Gravette drug take back continues

Photo by Susan Holland Andy Bower, Gravette police chief, stands beside the MedReturn Drug Collection Unit installed in front of the Gravette Police Station. Bower says a drug take-back collection is planned for April but the unit is available anytime. Persons may bring unused or unwanted drugs any time, seven days a week, 24 hours a day, for disposal.
Photo by Susan Holland Andy Bower, Gravette police chief, stands beside the MedReturn Drug Collection Unit installed in front of the Gravette Police Station. Bower says a drug take-back collection is planned for April but the unit is available anytime. Persons may bring unused or unwanted drugs any time, seven days a week, 24 hours a day, for disposal.

GRAVETTE -- Although the national drug take-back program has been discontinued, Andy Bower, Gravette's police chief, and Sergeant James Rusterholz, of the Gravette Police Department, said they plan to continue the program in Gravette "indefinitely."

A MedReturn Drug Collection Unit is installed in front of the Gravette Police Station and persons can deposit outdated and unwanted drugs, both prescription and over-the-counter, there anytime, 24 hours a day, seven days a week.
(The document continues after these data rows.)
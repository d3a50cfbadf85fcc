//! User-facing guest configuration, expressed with logical names.

use crate::core::domain::{
    error::{CunikError, CunikResult, ValidationError},
    value_object::{HypervisorKind, MemorySize, validate_guest_name},
};
use serde::Serialize;
use serde_json::{Map, Value};

/// Keys every guest configuration map must carry.
pub const REQUIRED_KEYS: [&str; 8] = [
    "name",
    "img",
    "cmd",
    "vmm",
    "mem",
    "data_volume",
    "data_volume_mount_point",
    "network_config",
];

/// Configuration of a guest as a user writes it.
///
/// Images and data volumes are referenced by logical name and resolved
/// through the registries when the guest is created. Memory is given in KiB.
/// Empty `data_volume`, `data_volume_mount_point` and `network_config`
/// values mean "not configured".
///
/// # Examples
///
/// ```
/// use cunik::GuestConfig;
/// use serde_json::json;
///
/// let config = GuestConfig::from_value(json!({
///     "name": "g1",
///     "img": "alpine",
///     "cmd": "-v",
///     "vmm": "kvm",
///     "mem": 524288,
///     "data_volume": "",
///     "data_volume_mount_point": "",
///     "network_config": ""
/// }))
/// .unwrap();
///
/// assert_eq!(config.name(), "g1");
/// assert!(config.data_volume().is_none());
/// ```
#[derive(Debug, Clone, PartialEq, Eq, Serialize)]
pub struct GuestConfig {
    name: String,
    image_name: String,
    command_line: String,
    hypervisor_kind: HypervisorKind,
    memory_kib: u64,
    data_volume: Option<String>,
    data_volume_mount_point: Option<String>,
    network_config: Option<String>,
}

impl GuestConfig {
    /// Builds a configuration from a JSON object.
    ///
    /// # Errors
    ///
    /// * `CunikError::Validation` if `value` is not an object
    /// * see [`GuestConfig::from_map`]
    pub fn from_value(value: Value) -> CunikResult<Self> {
        match value {
            Value::Object(map) => Self::from_map(&map),
            other => Err(ValidationError::Format(format!(
                "Guest configuration must be an object, got {}",
                json_type(&other)
            ))
            .into()),
        }
    }

    /// Builds a configuration from a key/value map.
    ///
    /// Every key in [`REQUIRED_KEYS`] must be present. `mem` accepts an
    /// unsigned integer or a decimal string; every other key takes a string.
    ///
    /// # Errors
    ///
    /// * `CunikError::MissingField` for the first absent key
    /// * `CunikError::Validation` for wrongly typed values, an invalid name,
    ///   an unknown hypervisor kind, zero memory, or a data volume and mount
    ///   point that are not configured together
    pub fn from_map(map: &Map<String, Value>) -> CunikResult<Self> {
        if let Some(field) = REQUIRED_KEYS.iter().find(|key| !map.contains_key(**key)) {
            return Err(CunikError::MissingField {
                field: field.to_string(),
            });
        }

        let name = required_str(map, "name")?;
        validate_guest_name(&name)?;

        let image_name = required_str(map, "img")?;
        if image_name.is_empty() {
            return Err(ValidationError::Field {
                field: "img".to_string(),
                message: "Image name cannot be empty".to_string(),
            }
            .into());
        }

        let hypervisor_kind: HypervisorKind = required_str(map, "vmm")?.parse()?;
        let memory_kib = required_kib(map, "mem")?;

        let data_volume = optional_str(map, "data_volume")?;
        let data_volume_mount_point = optional_str(map, "data_volume_mount_point")?;
        match (&data_volume, &data_volume_mount_point) {
            (Some(_), None) => {
                return Err(ValidationError::Field {
                    field: "data_volume_mount_point".to_string(),
                    message: "Mount point is required when a data volume is set".to_string(),
                }
                .into());
            }
            (None, Some(_)) => {
                return Err(ValidationError::ConstraintViolation(
                    "Mount point is set but no data volume is named".to_string(),
                )
                .into());
            }
            _ => {}
        }

        Ok(Self {
            name,
            image_name,
            command_line: required_str(map, "cmd")?,
            hypervisor_kind,
            memory_kib,
            data_volume,
            data_volume_mount_point,
            network_config: optional_str(map, "network_config")?,
        })
    }

    pub fn name(&self) -> &str {
        &self.name
    }

    pub fn image_name(&self) -> &str {
        &self.image_name
    }

    pub fn command_line(&self) -> &str {
        &self.command_line
    }

    pub fn hypervisor_kind(&self) -> HypervisorKind {
        self.hypervisor_kind
    }

    /// Memory as given by the user, in KiB.
    pub fn memory_kib(&self) -> u64 {
        self.memory_kib
    }

    /// Memory converted to the control plane's unit, rounded up to whole MiB.
    pub fn memory_size(&self) -> MemorySize {
        // memory_kib is validated non-zero at construction
        MemorySize::from_kib(self.memory_kib).unwrap_or_default()
    }

    pub fn data_volume(&self) -> Option<&str> {
        self.data_volume.as_deref()
    }

    pub fn data_volume_mount_point(&self) -> Option<&str> {
        self.data_volume_mount_point.as_deref()
    }

    pub fn network_config(&self) -> Option<&str> {
        self.network_config.as_deref()
    }
}

fn required_str(map: &Map<String, Value>, key: &str) -> CunikResult<String> {
    match map.get(key) {
        Some(Value::String(value)) => Ok(value.clone()),
        Some(other) => Err(ValidationError::Field {
            field: key.to_string(),
            message: format!("Expected a string, got {}", json_type(other)),
        }
        .into()),
        None => Err(CunikError::MissingField {
            field: key.to_string(),
        }),
    }
}

fn optional_str(map: &Map<String, Value>, key: &str) -> CunikResult<Option<String>> {
    let value = required_str(map, key)?;
    Ok(Some(value).filter(|v| !v.is_empty()))
}

fn required_kib(map: &Map<String, Value>, key: &str) -> CunikResult<u64> {
    let kib = match map.get(key) {
        Some(Value::Number(number)) => number.as_u64().ok_or_else(|| ValidationError::Field {
            field: key.to_string(),
            message: format!("Expected an unsigned integer, got {}", number),
        })?,
        Some(Value::String(text)) => {
            text.trim()
                .parse::<u64>()
                .map_err(|e| ValidationError::Field {
                    field: key.to_string(),
                    message: format!("Invalid memory size '{}': {}", text, e),
                })?
        }
        Some(other) => {
            return Err(ValidationError::Field {
                field: key.to_string(),
                message: format!("Expected an unsigned integer, got {}", json_type(other)),
            }
            .into());
        }
        None => {
            return Err(CunikError::MissingField {
                field: key.to_string(),
            });
        }
    };

    MemorySize::from_kib(kib)?;
    Ok(kib)
}

fn json_type(value: &Value) -> &'static str {
    match value {
        Value::Null => "null",
        Value::Bool(_) => "a boolean",
        Value::Number(_) => "a number",
        Value::String(_) => "a string",
        Value::Array(_) => "an array",
        Value::Object(_) => "an object",
    }
}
Several persons were responsible for bringing the drug collection unit to Gravette. When Chief Bower learned they were available from the Arkansas Department of Health, he shared the news with the department. Rusterholz requested one and submitted an application in September of 2013. When it was awarded only a couple of weeks later, he traveled to Camp Robinson in North Little Rock and picked it up. Concrete work was donated by Jeff Brewer, a base was poured and the box was installed several months later.

Gravette was one of 60 agencies from throughout the state which were awarded the units, purchased by the Arkansas Trauma System's Injury and Violence Prevention funds as part of an effort to address illicit and illegal use of prescription drugs in the state. The effort was initiated in an attempt to help reduce injury and violence related to misuse of drugs.

The Drug Enforcement Agency held its last drug take-back day in September of 2014. At the same time it expanded its rules to allow the public to dispose of controlled substances at drop boxes such as the one at the Gravette Police Station. The amended ruling allows law enforcement agencies to have drop boxes for scheduled narcotics without the DEA's oversight.

The DEA previously worked closely with law enforcement agencies to ensure the safe collection and disposal of narcotics; but now registered collectors, including the Gravette Police Department, will be responsible for disposing of the drugs. Drugs collected in the past have been taken to the State Police Headquarters in Springdale where the DEA collected them for disposal and took them to an incinerator at Huntsville, Ala., to be destroyed. The Gravette PD is currently working on a new plan for disposal.

Speaking of the drug take-back program, Steve Varady, Arkansas' interim drug director, said, "It's been very successful in terms of the weight collected."

He noted that Arkansas was fourth per capita in the U.S. in the amount of weight collected. Arkansas collected more than 19.6 tons of controlled drugs during the last year of the nine-year statewide effort, according to a state drug take-back fact sheet. Gravette Police Department alone has collected and turned in for disposal over 140 pounds of drugs, according to Rusterholz.

Varady said there is a lot of interest in continuing a drug take-back program statewide "and we would like to, but we would have to have statewide collaboration and some logistics would need to be worked out."

He said the program helps reduce teen prescription drug abuse, which has decreased significantly in Arkansas over the last five years. But those rates vary according to who is doing the counting. Though it is difficult to directly tie the success rates of the drug take-back program to a drop in teen prescription drug abuse, most acknowledge there is bound to be a connection.

Any efforts to reduce teen drug abuse are to be commended, to help revise a statistic of which the state is not so proud. According to the Office of National Drug Control Policy's Teen and Prescription Drugs report, Arkansas has consistently ranked among the 10 states with the highest rate of non-medical use of pain relievers by 12- to 20-year-olds since state estimates of this measure first began in 2002.

Gravette police officers said that is reason enough to continue the program. The drug collection box makes it convenient for anyone to dispose of outdated or unwanted drugs. Any unauthorized drugs removed from area households will help reduce their availability for teen family members and thus the temptation to misuse them.

The program also has environmental advantages because the drugs are collected for disposal instead of being flushed down the toilet and into waterways.